Le 21 octobre dernier, Sara une jeune éthiopienne est morte en tentant de traverser une autoroute, après avoir traversé une moitié de l’Afrique et de l’Europe pour atteindre enfin son rêve : l’Angleterre. Son périple vers une vie meilleure s’est arrêté brusquement à Calais, à quelques kilomètres de l’île tant désirée, tout à côté, mais tellement loin encore pour ces hommes et ces femmes exilés.

Pris au piège
Sara faisait partie de ces 2 500 personnes venues d'Érythrée, d’Ethiopie, du Soudan, d’Afghanistan, de Syrie et d’ailleurs qui sont aujourd’hui prises au piège devant cet obstacle nommé la Manche. Acculés à Calais, les migrants survivent chaque jour dans des conditions de plus en plus inhumaines et indignes, sans eau, ni électricité, ni toilettes, ni toit, ni chauffage, amassés sous des tentes, sous des hangars ou sous des ponts.
Cette situation dure depuis près de 15 ans. Après la fermeture du camp de Sangatte en 2002, le nombre de personnes exilées présentes dans le Calaisis a quasiment toujours oscillé entre 250 et 700 personnes environ.
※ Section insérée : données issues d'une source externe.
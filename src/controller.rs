//! Controller (§4.9): owns tracks, computes samples-per-tick from
//! tempo/timebase, drives one tick across every track, and mixes stereo
//! output into the sink.

use crate::audio_system::AudioSystem;
use crate::error::Result;
use crate::sink::{to_interleaved_pcm, Sink};
use crate::status::StatusSink;
use crate::track::{ControlRequest, Track};

const ROOT_TRACK_ID: u8 = 255;

pub struct Controller {
    tracks: Vec<Track>,
    new_tracks: Vec<Track>,
    /// Slots (not bytecode `trackid`s) staged for removal at the start of
    /// the next tick. `trackid` is reusable and can be live on two tracks
    /// at once (`OpenTrack` may respawn it), so retirement must key off
    /// the controller-assigned `slot` instead (§3, §4.9).
    old_track_slots: Vec<u64>,
    next_slot: u64,
    tempo: u16,
    timebase: u16,
    samplerate: f32,
    tick_count: u64,
    samples_processed: u64,
    loop_limit: i32,
    pub volume: f32,
}

impl Controller {
    pub fn new(samplerate: f32, tempo: u16, timebase: u16, loop_limit: i32) -> Controller {
        Controller {
            tracks: vec![Track::new(0, ROOT_TRACK_ID, 0, loop_limit)],
            new_tracks: Vec::new(),
            old_track_slots: Vec::new(),
            next_slot: 1,
            tempo,
            timebase,
            samplerate,
            tick_count: 0,
            samples_processed: 0,
            loop_limit,
            volume: 1.0,
        }
    }

    pub fn samples_per_tick(&self) -> u32 {
        ((self.samplerate * 60.0) / (self.tempo as f32 * self.timebase as f32)).floor() as u32
    }

    pub fn tick_count(&self) -> u64 {
        self.tick_count
    }

    pub fn samples_processed(&self) -> u64 {
        self.samples_processed
    }

    /// Drives one controller tick. Returns `false` once no tracks
    /// remain (end of playback, §4.9 step 2).
    pub fn step(&mut self, seqdata: &[u8], audio: &mut AudioSystem, sink: &mut dyn Sink, status: &mut dyn StatusSink) -> Result<bool> {
        // Step 1: commit pending removes/adds staged on the previous tick.
        self.tracks.retain(|t| !self.old_track_slots.contains(&t.slot));
        self.old_track_slots.clear();
        self.tracks.append(&mut self.new_tracks);

        if self.tracks.is_empty() {
            return Ok(false);
        }

        let samples_per_tick = self.samples_per_tick();
        let mut left = vec![0.0f32; samples_per_tick as usize];
        let mut right = vec![0.0f32; samples_per_tick as usize];

        let mut requests = Vec::new();
        for track in self.tracks.iter_mut() {
            let mono = track.tick(seqdata, audio, samples_per_tick, &mut requests, status);
            let pan_l = (1.0 - track.pan).sqrt();
            let pan_r = track.pan.sqrt();
            for i in 0..samples_per_tick as usize {
                left[i] += mono[i] * pan_l * self.volume;
                right[i] += mono[i] * pan_r * self.volume;
            }
            if track.is_finished() {
                self.old_track_slots.push(track.slot);
            }
        }

        for request in requests {
            match request {
                ControlRequest::OpenTrack { trackid, offset } => {
                    let slot = self.next_slot;
                    self.next_slot += 1;
                    self.new_tracks.push(Track::new(slot, trackid, offset, self.loop_limit));
                }
                ControlRequest::Tempo(value) => self.tempo = value,
                ControlRequest::Timebase(value) => self.timebase = value,
            }
        }

        let frame = to_interleaved_pcm(&left, &right);
        sink.push_frames(&frame)?;

        self.tick_count += 1;
        self.samples_processed += samples_per_tick as u64;
        Ok(true)
    }
}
Néanmoins, les pouvoirs publics locaux ne se sont jamais enquis réellement du sort de ces êtres humains, en préférant les rendre tributaires des trafiquants d’êtres humains et en les stigmatisant* toujours un peu plus, sans jamais tenter de proposer d’alternatives dignes et crédibles. En témoignent les destructions de campements, de squats…

L’attentisme de l’Europe
Depuis la chute du régime de Kadhafi , l’Europe connaît un flux d’immigration clandestine d’une ampleur significative et cela se vérifie à Calais. La Lybie était historiquement l’espace tampon pour contrôler l’immigration clandestine entre l’Afrique et l’Europe. Les drames réguliers des naufrages sur les côtes grecques et italiennes sont des preuves tangibles de cette réalité.
Mais l’Union Européenne, silencieuse et attentiste, semble actuellement n’être capable que d’établir un décompte macabre face à une situation qu’elle laisse, selon le principe de subsidiarité, gérer aux Etats concernés. La charte des droits fondamentaux de celle-ci affirme pourtant : « Consciente de son patrimoine spirituel et moral, l’Union se fonde sur les valeurs indivisibles et universelles de dignité humaine, de liberté, d’égalité et de solidarité (…) elle place la personne au cœur de son action en instituant la citoyenneté de l’Union et en créant un espace de liberté, de sécurité et de justice ». Or, dans les faits, la France, comme l’Italie ou la Grèce, sont laissées seules face à cette responsabilité.

Aide aux plus vulnérables
Puisque c’est aux États concernés de se débrouiller, la préfecture du Pas-de-Calais a récemment permis la création d’un lieu d’accueil pour des « publics » très vulnérables. C’est-à-dire l’organisation d’un lieu de mise à l’abri pour des femmes et des enfants.
L’association Solid’R est, depuis mai 2014, en charge de ce dispositif humanitaire et social. Cet espace de vie, ouvert 24h/24h et 7 jours sur 7, accueille une cinquantaine de femmes et une dizaine d’enfants. La volonté associative de l’association Solid’R, inspirée de ses valeurs protestantes humanistes, est d’accueillir chacun(e) comme son prochain. Ce lieu permet à toutes les dames qui le souhaitent de pouvoir se nourrir, se laver, se vêtir, se reposer et pour cinquante d’entre elles être hébergées.
Si aujourd’hui la capacité d’accueil est insuffisante, l’existence de ce lieu est indispensable pour maintenir un minimum de dignité à ces femmes en exils. Mais il ne saurait, loin de là, pallier l’absence criante de solidarité européenne !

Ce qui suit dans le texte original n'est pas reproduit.